There are three types of savings plans offered by AWS:

  • Compute Savings Plans: Compute Savings Plans provide the most flexibility and apply to any EC2 instance regardless of region, instance family, operating system, or tenancy. They also apply to AWS Fargate and AWS Lambda usage.

  • EC2 Instance Savings Plans: These plans apply to a specific EC2 instance family within a region and offer a lower price than Compute Savings Plans. We have to commit to using individual instance families in a region, but we still have the flexibility to change instance size, OS, and tenancy.

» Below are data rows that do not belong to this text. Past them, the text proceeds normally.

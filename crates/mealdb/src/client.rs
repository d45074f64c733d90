//! Recipe Service Client
//!
//! The three data access operations, generic over a [`Transport`] so they can
//! run against the real service (reqwest) or a canned one in tests.

use serde::de::DeserializeOwned;

use crate::categories::resolve_category;
use crate::endpoints::{self, ApiConfig};
use crate::error::ApiError;
use crate::models::{DishDetail, DishSummary, MealsEnvelope};
use crate::sample::shuffle_truncate;

/// Fetches a URL and returns the response body
#[allow(async_fn_in_trait)]
pub trait Transport {
    async fn get(&self, url: &str) -> Result<String, ApiError>;
}

/// reqwest-backed transport (browser fetch on wasm32)
#[derive(Debug, Clone, Default)]
pub struct HttpTransport {
    http: reqwest::Client,
}

impl Transport for HttpTransport {
    async fn get(&self, url: &str) -> Result<String, ApiError> {
        let response = self.http.get(url).send().await?;
        let status = response.status();
        if !status.is_success() {
            return Err(ApiError::Status {
                status: status.as_u16(),
                url: url.to_string(),
            });
        }
        Ok(response.text().await?)
    }
}

#[derive(Debug, Clone)]
pub struct MealDbClient<T = HttpTransport> {
    transport: T,
    config: ApiConfig,
}

impl MealDbClient<HttpTransport> {
    pub fn new(config: ApiConfig) -> Self {
        Self::with_transport(HttpTransport::default(), config)
    }
}

impl<T: Transport> MealDbClient<T> {
    pub fn with_transport(transport: T, config: ApiConfig) -> Self {
        Self { transport, config }
    }

    /// Random sample (at most `sample_size`) of a category's dishes.
    /// `label` goes through the category map first; unmapped labels are sent as-is.
    pub async fn fetch_category(
        &self,
        label: &str,
        rng: impl FnMut() -> f64,
    ) -> Result<Vec<DishSummary>, ApiError> {
        let api_category = resolve_category(label);
        let url = endpoints::filter_url(&self.config, api_category);
        let dishes: Vec<DishSummary> = self.get_entries(&url).await?;
        log::debug!("[API] filter {} -> {} dishes", api_category, dishes.len());
        Ok(shuffle_truncate(dishes, self.config.sample_size, rng))
    }

    /// Full record for one dish, `None` when the service has no such id
    pub async fn fetch_recipe(&self, id: &str) -> Result<Option<DishDetail>, ApiError> {
        let url = endpoints::lookup_url(&self.config, id);
        let detail = self.get_entries::<DishDetail>(&url).await?.into_iter().next();
        if detail.is_none() {
            log::debug!("[API] lookup {} -> not found", id);
        }
        Ok(detail)
    }

    /// Free-text search; no matches is an empty list
    pub async fn search(&self, term: &str) -> Result<Vec<DishSummary>, ApiError> {
        let url = endpoints::search_url(&self.config, term);
        let dishes: Vec<DishSummary> = self.get_entries(&url).await?;
        log::debug!("[API] search {:?} -> {} dishes", term, dishes.len());
        Ok(dishes)
    }

    async fn get_entries<R: DeserializeOwned>(&self, url: &str) -> Result<Vec<R>, ApiError> {
        let body = self.transport.get(url).await?;
        let envelope: MealsEnvelope<R> = serde_json::from_str(&body)?;
        Ok(envelope.into_entries())
    }
}

#[cfg(test)]
mod tests {
    use super::*;
    use futures::executor::block_on;
    use std::cell::RefCell;
    use std::collections::HashMap;
    use std::rc::Rc;

    /// Serves canned bodies by URL and records every request
    #[derive(Clone, Default)]
    struct FakeTransport {
        bodies: Rc<HashMap<String, String>>,
        requests: Rc<RefCell<Vec<String>>>,
    }

    impl FakeTransport {
        fn with(bodies: &[(&str, &str)]) -> Self {
            let bodies = bodies
                .iter()
                .map(|(url, body)| (url.to_string(), body.to_string()))
                .collect();
            Self { bodies: Rc::new(bodies), requests: Rc::default() }
        }

        fn requested(&self) -> Vec<String> {
            self.requests.borrow().clone()
        }
    }

    impl Transport for FakeTransport {
        async fn get(&self, url: &str) -> Result<String, ApiError> {
            self.requests.borrow_mut().push(url.to_string());
            Ok(self
                .bodies
                .get(url)
                .cloned()
                .unwrap_or_else(|| r#"{"meals":null}"#.to_string()))
        }
    }

    const BASE: &str = "https://www.themealdb.com/api/json/v1/1";

    fn meals_json(ids: &[u32]) -> String {
        let meals: Vec<String> = ids
            .iter()
            .map(|id| {
                format!(
                    concat!(
                        r#"{{"idMeal":"{id}","strMeal":"Dish {id}","#,
                        r#""strMealThumb":"https://img/{id}.jpg"}}"#
                    ),
                    id = id
                )
            })
            .collect();
        format!(r#"{{"meals":[{}]}}"#, meals.join(","))
    }

    fn client(transport: &FakeTransport) -> MealDbClient<FakeTransport> {
        MealDbClient::with_transport(transport.clone(), ApiConfig::default())
    }

    #[test]
    fn test_fetch_category_uses_mapped_name() {
        let url = format!("{BASE}/filter.php?c=Beef");
        let body = meals_json(&[1, 2]);
        let transport = FakeTransport::with(&[(url.as_str(), body.as_str())]);

        let dishes = block_on(client(&transport).fetch_category("Curries", || 0.3)).unwrap();

        assert_eq!(transport.requested(), vec![url]);
        assert_eq!(dishes.len(), 2);
    }

    #[test]
    fn test_fetch_category_samples_at_most_four_from_response() {
        let url = format!("{BASE}/filter.php?c=Dessert");
        let body = meals_json(&[10, 11, 12, 13, 14, 15, 16, 17]);
        let transport = FakeTransport::with(&[(url.as_str(), body.as_str())]);

        let mut tick = 0.0;
        let dishes = block_on(client(&transport).fetch_category("Desserts", || {
            tick = (tick + 0.37) % 1.0;
            tick
        }))
        .unwrap();

        assert_eq!(dishes.len(), 4);
        for dish in &dishes {
            let id: u32 = dish.id.parse().unwrap();
            assert!((10..=17).contains(&id));
            assert_eq!(dish.name, format!("Dish {id}"));
        }
    }

    #[test]
    fn test_fetch_category_unmapped_label_and_missing_field() {
        let transport = FakeTransport::default();
        let dishes = block_on(client(&transport).fetch_category("Vegan", || 0.0)).unwrap();
        assert!(dishes.is_empty());
        assert_eq!(transport.requested(), vec![format!("{BASE}/filter.php?c=Vegan")]);
    }

    #[test]
    fn test_fetch_recipe_found() {
        let url = format!("{BASE}/lookup.php?i=52772");
        let body = r#"{"meals":[{"idMeal":"52772","strMeal":"Teriyaki Chicken Casserole",
            "strInstructions":"Preheat oven to 350.\r\nCombine soy sauce."}]}"#;
        let transport = FakeTransport::with(&[(url.as_str(), body)]);

        let detail = block_on(client(&transport).fetch_recipe("52772")).unwrap().unwrap();

        assert_eq!(detail.id, "52772");
        assert_eq!(detail.name, "Teriyaki Chicken Casserole");
        assert!(detail.instructions.starts_with("Preheat oven"));
    }

    #[test]
    fn test_fetch_recipe_not_found_is_none() {
        let transport = FakeTransport::default();
        let detail = block_on(client(&transport).fetch_recipe("0")).unwrap();
        assert!(detail.is_none());
    }

    #[test]
    fn test_search_returns_all_matches() {
        let url = format!("{BASE}/search.php?s=chicken");
        let body = meals_json(&[1, 2, 3]);
        let transport = FakeTransport::with(&[(url.as_str(), body.as_str())]);

        let dishes = block_on(client(&transport).search("chicken")).unwrap();
        let ids: Vec<_> = dishes.iter().map(|d| d.id.as_str()).collect();
        assert_eq!(ids, vec!["1", "2", "3"]);
    }

    #[test]
    fn test_search_absent_meals_is_empty() {
        let url = format!("{BASE}/search.php?s=zzz");
        let transport = FakeTransport::with(&[(url.as_str(), "{}")]);
        assert!(block_on(client(&transport).search("zzz")).unwrap().is_empty());
    }

    #[test]
    fn test_malformed_body_is_decode_error() {
        let url = format!("{BASE}/search.php?s=bad");
        let transport = FakeTransport::with(&[(url.as_str(), "<html>oops</html>")]);
        let err = block_on(client(&transport).search("bad")).unwrap_err();
        assert!(matches!(err, ApiError::Decode(_)));
    }
}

  • SageMaker Savings Plans: SageMaker Savings Plans are specifically designed for AWS SageMaker service. These plans provide savings over on-demand pricing for SageMaker usage. Users commit to a certain amount of usage per hour for SageMaker services.

How the AWS Savings Plans service works

The AWS Savings Plans service allows users to commit to a specific amount of usage over a 1 or 3-year period in exchange for lower rates than on-demand pricing. Here’s how we can go about using the AWS Savings Plans service:

  • Choose an AWS Savings Plan type: We first select from Compute Savings Plans, EC2 Instance Savings Plans, or SageMaker Savings Plans, depending on their usage needs.

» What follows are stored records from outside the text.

//! Request Sequencing
//!
//! Every fetch that ends in a render takes a ticket. Only the holder of the
//! latest ticket may apply its results, so a slow response can never
//! overwrite the grid after a newer action already did.

/// Identifies one fetch-then-render action
#[derive(Debug, Clone, Copy, PartialEq, Eq)]
pub struct Ticket(u64);

/// Monotonic ticket counter
#[derive(Debug, Clone, Copy, Default, PartialEq, Eq)]
pub struct RequestSequence {
    latest: u64,
}

impl RequestSequence {
    /// Issue a new ticket, superseding all earlier ones
    pub fn begin(&mut self) -> Ticket {
        self.latest += 1;
        Ticket(self.latest)
    }

    pub fn is_current(&self, ticket: Ticket) -> bool {
        ticket.0 == self.latest
    }
}

#[cfg(test)]
mod tests {
    use super::*;

    #[test]
    fn test_latest_ticket_wins() {
        let mut seq = RequestSequence::default();
        let first = seq.begin();
        assert!(seq.is_current(first));

        let second = seq.begin();
        assert!(!seq.is_current(first));
        assert!(seq.is_current(second));
    }

    #[test]
    fn test_out_of_order_resolution() {
        // filter click, then search; the filter response arrives last
        let mut seq = RequestSequence::default();
        let filter = seq.begin();
        let search = seq.begin();

        assert!(seq.is_current(search));
        assert!(!seq.is_current(filter));
    }

    #[test]
    fn test_tickets_are_distinct() {
        let mut seq = RequestSequence::default();
        let tickets: Vec<_> = (0..5).map(|_| seq.begin()).collect();
        for (i, a) in tickets.iter().enumerate() {
            for b in &tickets[i + 1..] {
                assert_ne!(a, b);
            }
        }
    }
}
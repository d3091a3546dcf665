//! SOCKS5 protocol constants
//!
//! Defines all constants used in the SOCKS5 protocol implementation.

/// SOCKS5 protocol version
pub const SOCKS5_VERSION: u8 = 0x05;

// Authentication methods
/// No authentication required
pub const SOCKS5_AUTH_METHOD_NONE: u8 = 0x00;
/// No acceptable methods
pub const SOCKS5_AUTH_METHOD_NOT_ACCEPTABLE: u8 = 0xFF;

// Commands
/// TCP CONNECT command
pub const SOCKS5_CMD_TCP_CONNECT: u8 = 0x01;
/// TCP BIND command (not implemented)
pub const SOCKS5_CMD_TCP_BIND: u8 = 0x02;
/// UDP ASSOCIATE command (not implemented)
pub const SOCKS5_CMD_UDP_ASSOCIATE: u8 = 0x03;

// Address types
/// IPv4 address
pub const SOCKS5_ADDR_TYPE_IPV4: u8 = 0x01;
/// Domain name
pub const SOCKS5_ADDR_TYPE_DOMAIN: u8 = 0x03;
/// IPv6 address
pub const SOCKS5_ADDR_TYPE_IPV6: u8 = 0x04;

// Reserved byte
/// Reserved byte value (always 0x00)
pub const SOCKS5_RESERVED: u8 = 0x00;

// Frame sizes
/// Handshake header: VER NMETHODS
pub const HANDSHAKE_HEADER_LEN: usize = 2;
/// Request header: VER CMD RSV ATYP
pub const REQUEST_HEADER_LEN: usize = 4;
/// Largest possible handshake (255 methods)
pub const MAX_HANDSHAKE_LEN: usize = HANDSHAKE_HEADER_LEN + 255;
/// Largest request buffered before decoding (length byte 255 plus port)
pub const MAX_REQUEST_LEN: usize = REQUEST_HEADER_LEN + 1 + 255 + 2;
/// Maximum domain name length accepted in a request
pub const MAX_DOMAIN_LEN: usize = 254;
/// Length of every reply sent by the server
pub const REPLY_LEN: usize = 10;

/// Default chunk size for tunnel relay
pub const DEFAULT_BUFFER_SIZE: usize = 4096;
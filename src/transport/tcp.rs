//! TCP listener and connector
//!
//! Listener sockets are built through socket2 so SO_REUSEADDR and the
//! backlog can be set before listening.

use super::SocketOpts;
use socket2::{Domain, Protocol, Socket, Type};
use std::io;
use std::net::SocketAddr;
use tokio::net::{TcpListener, TcpStream};

/// Bind a listening socket on `addr`
pub fn bind_listener(addr: SocketAddr, backlog: u32) -> io::Result<TcpListener> {
    let socket = Socket::new(Domain::for_address(addr), Type::STREAM, Some(Protocol::TCP))?;
    socket.set_reuse_address(true)?;
    socket.set_nonblocking(true)?;
    socket.bind(&addr.into())?;
    socket.listen(backlog.min(i32::MAX as u32) as i32)?;

    TcpListener::from_std(socket.into())
}

/// Outbound TCP connector
#[derive(Debug, Clone, Default)]
pub struct TcpConnector {
    /// Socket options to apply to connections
    socket_opts: SocketOpts,
}

impl TcpConnector {
    /// Create a connector applying the given socket options
    pub fn new(socket_opts: SocketOpts) -> Self {
        TcpConnector { socket_opts }
    }

    /// Connect to the first address that accepts
    ///
    /// Addresses are tried in order; the last error is returned when all of
    /// them fail. No timeout is applied here.
    pub async fn connect(&self, addrs: &[SocketAddr]) -> io::Result<TcpStream> {
        let mut last_err = None;

        for addr in addrs {
            match TcpStream::connect(addr).await {
                Ok(stream) => {
                    if let Err(e) = self.socket_opts.apply(&stream) {
                        tracing::warn!("Failed to apply socket options to {}: {}", addr, e);
                    }
                    tracing::debug!("TCP connection established to {}", addr);
                    return Ok(stream);
                }
                Err(e) => {
                    tracing::debug!("Connect to {} failed: {}", addr, e);
                    last_err = Some(e);
                }
            }
        }

        Err(last_err.unwrap_or_else(|| {
            io::Error::new(io::ErrorKind::InvalidInput, "No addresses to connect to")
        }))
    }
}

  • Select commitment term: We commit to a 1-year or 3-year term, with longer terms generally offering greater savings. Note that we cannot change the commitment term after the purchase.

  • Determine usage commitment: We commit to a consistent amount of usage, which is charged throughout the term, regardless of actual usage.

  • Automatic application: The discount is automatically applied to the user’s usage of eligible services up to the committed amount.

In exchange for this commitment, AWS provides a discounted rate for the usage up to the committed amount.

Use case

Here are some use cases of the AWS Savings Plans service:

  • AWS Savings Plans can be used to get discounted rates for the AWS EC2, AWS Fargate, AWS Lambda, and AWS SageMaker services provided we have steady usage of the resources of these services.

  • AWS Savings Plans can be used to reduce costs for moving our workloads to newer instances for AWS Lambda and AWS Fargate, modernizing applications at a reduced cost.

  • AWS Savings Plans can be used to apply saving plans across AWS Organizations even if it’s purchased for a single AWS account.


This lesson taught us about using savings plans to reduce AWS costs with the help of the AWS Savings Plans service.